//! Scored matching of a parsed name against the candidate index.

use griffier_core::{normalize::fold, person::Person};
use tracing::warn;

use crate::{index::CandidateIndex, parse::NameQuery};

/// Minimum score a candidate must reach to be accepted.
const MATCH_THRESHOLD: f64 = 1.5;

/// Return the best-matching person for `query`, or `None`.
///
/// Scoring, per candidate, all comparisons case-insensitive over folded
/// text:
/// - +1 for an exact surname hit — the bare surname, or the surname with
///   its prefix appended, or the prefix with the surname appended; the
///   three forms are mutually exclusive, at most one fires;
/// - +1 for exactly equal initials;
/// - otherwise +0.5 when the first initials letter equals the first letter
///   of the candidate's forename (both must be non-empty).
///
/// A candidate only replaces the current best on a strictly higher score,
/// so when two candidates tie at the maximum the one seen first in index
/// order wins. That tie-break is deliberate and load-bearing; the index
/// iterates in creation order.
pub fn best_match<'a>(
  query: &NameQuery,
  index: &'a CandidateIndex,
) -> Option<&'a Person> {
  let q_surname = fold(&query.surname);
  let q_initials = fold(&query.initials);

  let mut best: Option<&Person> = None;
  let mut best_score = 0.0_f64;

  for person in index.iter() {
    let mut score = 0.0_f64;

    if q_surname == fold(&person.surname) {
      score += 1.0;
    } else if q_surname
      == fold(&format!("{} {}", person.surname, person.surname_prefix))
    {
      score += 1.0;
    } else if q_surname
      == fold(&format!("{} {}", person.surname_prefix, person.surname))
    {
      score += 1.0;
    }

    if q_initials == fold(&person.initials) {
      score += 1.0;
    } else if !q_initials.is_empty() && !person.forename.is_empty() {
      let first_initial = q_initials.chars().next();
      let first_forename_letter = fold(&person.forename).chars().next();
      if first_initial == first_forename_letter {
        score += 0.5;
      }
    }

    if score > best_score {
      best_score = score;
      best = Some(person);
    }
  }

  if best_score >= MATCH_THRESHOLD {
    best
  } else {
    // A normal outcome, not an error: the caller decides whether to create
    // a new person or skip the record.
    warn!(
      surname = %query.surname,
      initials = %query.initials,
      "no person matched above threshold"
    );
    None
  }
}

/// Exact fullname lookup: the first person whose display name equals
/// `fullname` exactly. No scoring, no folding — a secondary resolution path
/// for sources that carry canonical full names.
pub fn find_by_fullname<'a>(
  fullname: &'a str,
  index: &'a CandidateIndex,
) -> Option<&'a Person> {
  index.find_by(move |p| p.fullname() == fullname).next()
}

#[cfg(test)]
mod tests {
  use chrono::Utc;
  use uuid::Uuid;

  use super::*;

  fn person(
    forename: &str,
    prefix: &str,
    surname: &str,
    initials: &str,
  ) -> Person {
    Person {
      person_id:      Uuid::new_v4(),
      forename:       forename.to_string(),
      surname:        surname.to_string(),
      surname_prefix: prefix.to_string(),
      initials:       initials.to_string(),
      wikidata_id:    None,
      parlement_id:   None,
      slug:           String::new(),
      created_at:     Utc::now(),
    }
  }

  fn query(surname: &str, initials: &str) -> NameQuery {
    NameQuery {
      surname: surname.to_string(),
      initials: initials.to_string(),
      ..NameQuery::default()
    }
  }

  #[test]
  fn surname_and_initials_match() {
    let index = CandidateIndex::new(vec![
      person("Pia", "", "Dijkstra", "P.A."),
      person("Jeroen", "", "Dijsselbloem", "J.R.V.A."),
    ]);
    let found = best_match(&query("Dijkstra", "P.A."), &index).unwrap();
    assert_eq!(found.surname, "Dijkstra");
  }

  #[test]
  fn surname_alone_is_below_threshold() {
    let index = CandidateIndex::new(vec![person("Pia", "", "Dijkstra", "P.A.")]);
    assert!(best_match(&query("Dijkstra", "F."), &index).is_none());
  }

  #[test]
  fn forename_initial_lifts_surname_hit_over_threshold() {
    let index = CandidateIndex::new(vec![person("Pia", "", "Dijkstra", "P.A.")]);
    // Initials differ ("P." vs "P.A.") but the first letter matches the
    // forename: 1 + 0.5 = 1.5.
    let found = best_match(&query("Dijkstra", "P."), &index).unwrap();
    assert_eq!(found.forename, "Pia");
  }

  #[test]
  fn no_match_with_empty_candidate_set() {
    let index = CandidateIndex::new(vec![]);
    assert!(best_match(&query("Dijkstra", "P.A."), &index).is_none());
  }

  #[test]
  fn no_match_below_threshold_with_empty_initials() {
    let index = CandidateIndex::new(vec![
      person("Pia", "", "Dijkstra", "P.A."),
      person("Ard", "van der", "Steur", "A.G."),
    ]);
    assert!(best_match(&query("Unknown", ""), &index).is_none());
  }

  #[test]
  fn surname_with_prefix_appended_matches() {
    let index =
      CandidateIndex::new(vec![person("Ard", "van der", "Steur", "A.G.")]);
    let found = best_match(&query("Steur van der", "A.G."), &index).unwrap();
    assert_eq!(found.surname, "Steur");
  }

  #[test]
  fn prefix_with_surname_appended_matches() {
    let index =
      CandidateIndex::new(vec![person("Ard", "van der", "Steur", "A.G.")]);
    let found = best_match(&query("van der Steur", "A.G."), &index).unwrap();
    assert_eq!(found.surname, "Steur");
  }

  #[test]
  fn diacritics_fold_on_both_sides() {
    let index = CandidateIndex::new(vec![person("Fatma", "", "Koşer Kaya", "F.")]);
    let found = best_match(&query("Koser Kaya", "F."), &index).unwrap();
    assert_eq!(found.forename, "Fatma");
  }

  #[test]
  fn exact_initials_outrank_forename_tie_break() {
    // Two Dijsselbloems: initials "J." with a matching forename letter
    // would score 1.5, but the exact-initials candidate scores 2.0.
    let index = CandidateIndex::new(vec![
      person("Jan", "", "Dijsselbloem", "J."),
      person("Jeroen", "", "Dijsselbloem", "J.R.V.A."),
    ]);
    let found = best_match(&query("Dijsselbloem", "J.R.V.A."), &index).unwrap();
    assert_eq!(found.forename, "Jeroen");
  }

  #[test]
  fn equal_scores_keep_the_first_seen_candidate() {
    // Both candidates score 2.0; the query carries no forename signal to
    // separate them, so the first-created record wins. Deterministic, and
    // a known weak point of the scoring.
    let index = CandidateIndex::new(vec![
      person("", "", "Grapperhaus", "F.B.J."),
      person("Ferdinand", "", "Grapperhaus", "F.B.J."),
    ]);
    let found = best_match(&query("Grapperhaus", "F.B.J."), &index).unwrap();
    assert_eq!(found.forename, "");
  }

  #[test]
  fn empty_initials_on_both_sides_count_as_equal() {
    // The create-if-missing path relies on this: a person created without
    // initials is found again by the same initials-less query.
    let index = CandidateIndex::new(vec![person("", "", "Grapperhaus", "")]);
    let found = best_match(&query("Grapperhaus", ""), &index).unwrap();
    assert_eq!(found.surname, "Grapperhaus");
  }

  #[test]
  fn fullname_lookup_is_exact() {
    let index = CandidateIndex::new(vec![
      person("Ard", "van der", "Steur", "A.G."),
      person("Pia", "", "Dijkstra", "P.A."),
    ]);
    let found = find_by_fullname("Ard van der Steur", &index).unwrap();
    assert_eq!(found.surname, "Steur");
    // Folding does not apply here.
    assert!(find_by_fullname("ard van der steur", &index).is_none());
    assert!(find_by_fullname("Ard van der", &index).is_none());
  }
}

• [PROBLEM DETAILS]
Find the word "unwrap" in the records, and report each line that has it.

• [SOLUTION]
    let found = best_match(&query("Dijkstra", "P.A."), &index).unwrap();
    let found = best_match(&query("Dijkstra", "P."), &index).unwrap();
    let found = best_match(&query("Steur van der", "A.G."), &index).unwrap();
    let found = best_match(&query("van der Steur", "A.G."), &index).unwrap();
    let found = best_match(&query("Koser Kaya", "F."), &index).unwrap();
    let found = best_match(&query("Dijsselbloem", "J.R.V.A."), &index).unwrap();
    let found = best_match(&query("Grapperhaus", "F.B.J."), &index).unwrap();
    let found = best_match(&query("Grapperhaus", ""), &index).unwrap();
    let found = find_by_fullname("Ard van der Steur", &index).unwrap();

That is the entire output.